_Source records:_
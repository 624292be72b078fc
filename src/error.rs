use std::borrow::Cow;

use aide::OperationOutput;
use axum::{
	body::Body,
	extract::rejection,
	http::{Response, StatusCode},
	response::IntoResponse,
	Json,
};
use schemars::JsonSchema;
use serde::Serialize;
use tower_governor::GovernorError;

pub type Map = serde_json::Map<String, serde_json::Value>;

/// A single client-facing error message.
#[derive(Debug, Serialize, JsonSchema)]
pub struct Message<'a> {
	/// A human readable description of the error.
	pub content: Cow<'a, str>,
	/// The input field that caused the error, if any.
	#[serde(skip_serializing_if = "Option::is_none")]
	pub field: Option<Cow<'a, str>>,
	/// Extra context, such as the id that could not be found.
	#[serde(skip_serializing_if = "Option::is_none")]
	pub details: Option<Cow<'a, Map>>,
}

impl<'a> Message<'a> {
	pub fn new(content: impl Into<Cow<'a, str>>) -> Self {
		Self {
			content: content.into(),
			field: None,
			details: None,
		}
	}

	pub fn field(mut self, field: impl Into<Cow<'a, str>>) -> Self {
		self.field = Some(field.into());
		self
	}

	pub fn detail(mut self, key: impl Into<String>, value: impl Into<serde_json::Value>) -> Self {
		self.details
			.get_or_insert_with(|| Cow::Owned(Map::new()))
			.to_mut()
			.insert(key.into(), value.into());
		self
	}

	pub fn into_vec(self) -> Vec<Self> {
		vec![self]
	}
}

/// The body of every error response.
#[derive(Debug, Serialize, JsonSchema)]
pub struct ErrorBody {
	pub errors: Vec<Message<'static>>,
}

/// Implemented by the error type of each route module.
///
/// The messages are sent to the client, so they must not contain
/// sensitive information. The `Display` implementation is only logged.
pub trait ErrorShape {
	fn status(&self) -> StatusCode;
	fn into_errors(self) -> Vec<Message<'static>>;
}

/// Errors shared by every route: input rejections and infrastructure failures.
#[derive(Debug, thiserror::Error)]
pub enum AppError {
	#[error("validation error: {0}")]
	Validation(#[from] validator::ValidationErrors),
	#[error("json body rejected")]
	JsonSchema(axum_jsonschema::JsonSchemaRejection),
	#[error("query rejected: {0}")]
	Query(#[from] rejection::QueryRejection),
	#[error("path rejected: {0}")]
	Path(#[from] rejection::PathRejection),
	#[error("database error: {0}")]
	Database(#[from] sqlx::Error),
	#[error("password hash error: {0}")]
	Hash(#[from] argon2::password_hash::Error),
	#[error("token encoding error: {0}")]
	Token(#[from] jsonwebtoken::errors::Error),
	#[error("too many requests, retry in {0}s")]
	TooManyRequests(u64),
	#[error("rate limiter could not identify the client")]
	RateLimitKey,
}

impl From<axum_jsonschema::JsonSchemaRejection> for AppError {
	fn from(rejection: axum_jsonschema::JsonSchemaRejection) -> Self {
		Self::JsonSchema(rejection)
	}
}

impl From<GovernorError> for AppError {
	fn from(error: GovernorError) -> Self {
		match error {
			GovernorError::TooManyRequests { wait_time, .. } => Self::TooManyRequests(wait_time),
			_ => Self::RateLimitKey,
		}
	}
}

impl AppError {
	pub fn status(&self) -> StatusCode {
		match self {
			Self::Validation(..) | Self::JsonSchema(..) | Self::Query(..) | Self::Path(..) => {
				StatusCode::BAD_REQUEST
			}
			Self::TooManyRequests(..) => StatusCode::TOO_MANY_REQUESTS,
			Self::Database(..) | Self::Hash(..) | Self::Token(..) | Self::RateLimitKey => {
				StatusCode::INTERNAL_SERVER_ERROR
			}
		}
	}

	pub fn into_errors(self) -> Vec<Message<'static>> {
		match self {
			Self::Validation(errors) => errors
				.field_errors()
				.into_iter()
				.flat_map(|(field, errors)| {
					let field = field.to_string();

					errors.iter().map(move |error| {
						let content = error
							.message
							.clone()
							.unwrap_or_else(|| error.code.clone());

						Message::new(content).field(field.clone())
					})
				})
				.collect(),
			Self::JsonSchema(..) => Message::new("invalid json body").into_vec(),
			Self::Query(rejection) => Message::new(rejection.body_text()).into_vec(),
			Self::Path(rejection) => Message::new(rejection.body_text()).into_vec(),
			Self::TooManyRequests(wait) => Message::new("too many requests")
				.detail("retry_after", wait)
				.into_vec(),
			Self::Database(..) | Self::Hash(..) | Self::Token(..) | Self::RateLimitKey => {
				Message::new("internal server error").into_vec()
			}
		}
	}
}

impl IntoResponse for AppError {
	fn into_response(self) -> Response<Body> {
		let status = self.status();

		if status.is_server_error() {
			tracing::error!(error = %self, "request failed");
		}

		match self {
			// The rejection already carries a descriptive JSON body
			Self::JsonSchema(rejection) => rejection.into_response(),
			error => (
				status,
				Json(ErrorBody {
					errors: error.into_errors(),
				}),
			)
				.into_response(),
		}
	}
}

/// The error returned by a route handler: either a shared [`AppError`]
/// or the route module's own error `E`.
#[derive(Debug, thiserror::Error)]
pub enum RouteError<E> {
	#[error(transparent)]
	App(#[from] AppError),
	#[error(transparent)]
	Route(E),
}

impl<E> RouteError<E> {
	/// Converts the route-specific error into another module's error type.
	pub fn convert<F: From<E>>(self) -> RouteError<F> {
		match self {
			Self::App(error) => RouteError::App(error),
			Self::Route(error) => RouteError::Route(error.into()),
		}
	}
}

impl<E: ErrorShape> From<E> for RouteError<E> {
	fn from(error: E) -> Self {
		Self::Route(error)
	}
}

impl<E> From<sqlx::Error> for RouteError<E> {
	fn from(error: sqlx::Error) -> Self {
		Self::App(AppError::Database(error))
	}
}

impl<E> From<argon2::password_hash::Error> for RouteError<E> {
	fn from(error: argon2::password_hash::Error) -> Self {
		Self::App(AppError::Hash(error))
	}
}

impl<E> From<jsonwebtoken::errors::Error> for RouteError<E> {
	fn from(error: jsonwebtoken::errors::Error) -> Self {
		Self::App(AppError::Token(error))
	}
}

impl<E: ErrorShape + std::fmt::Display> IntoResponse for RouteError<E> {
	fn into_response(self) -> Response<Body> {
		match self {
			Self::App(error) => error.into_response(),
			Self::Route(error) => {
				let status = error.status();

				if status.is_server_error() {
					tracing::error!(error = %error, "request failed");
				} else {
					tracing::debug!(error = %error, "request rejected");
				}

				(
					status,
					Json(ErrorBody {
						errors: error.into_errors(),
					}),
				)
					.into_response()
			}
		}
	}
}

impl<E> OperationOutput for RouteError<E> {
	type Inner = ErrorBody;
}

#[cfg(test)]
mod test {
	use axum::http::StatusCode;
	use validator::Validate;

	use super::*;

	#[derive(Validate)]
	struct Input {
		#[validate(length(min = 8))]
		password: String,
	}

	#[test]
	fn test_validation_errors_name_the_field() {
		let errors = Input {
			password: "short".into(),
		}
		.validate()
		.unwrap_err();

		let error = AppError::from(errors);

		assert_eq!(error.status(), StatusCode::BAD_REQUEST);

		let messages = error.into_errors();

		assert_eq!(messages.len(), 1);
		assert_eq!(messages[0].field.as_deref(), Some("password"));
	}

	#[test]
	fn test_message_details() {
		let message = Message::new("unknown_post").detail("post", "abc");
		let value = serde_json::to_value(&message).unwrap();

		assert_eq!(value["content"], "unknown_post");
		assert_eq!(value["details"]["post"], "abc");
		assert!(value.get("field").is_none());
	}
}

_To do:_
Retrieve every line above holding the word "shared".

_Solution to the exercise:_
/// Errors shared by every route: input rejections and infrastructure failures.
/// The error returned by a route handler: either a shared [`AppError`]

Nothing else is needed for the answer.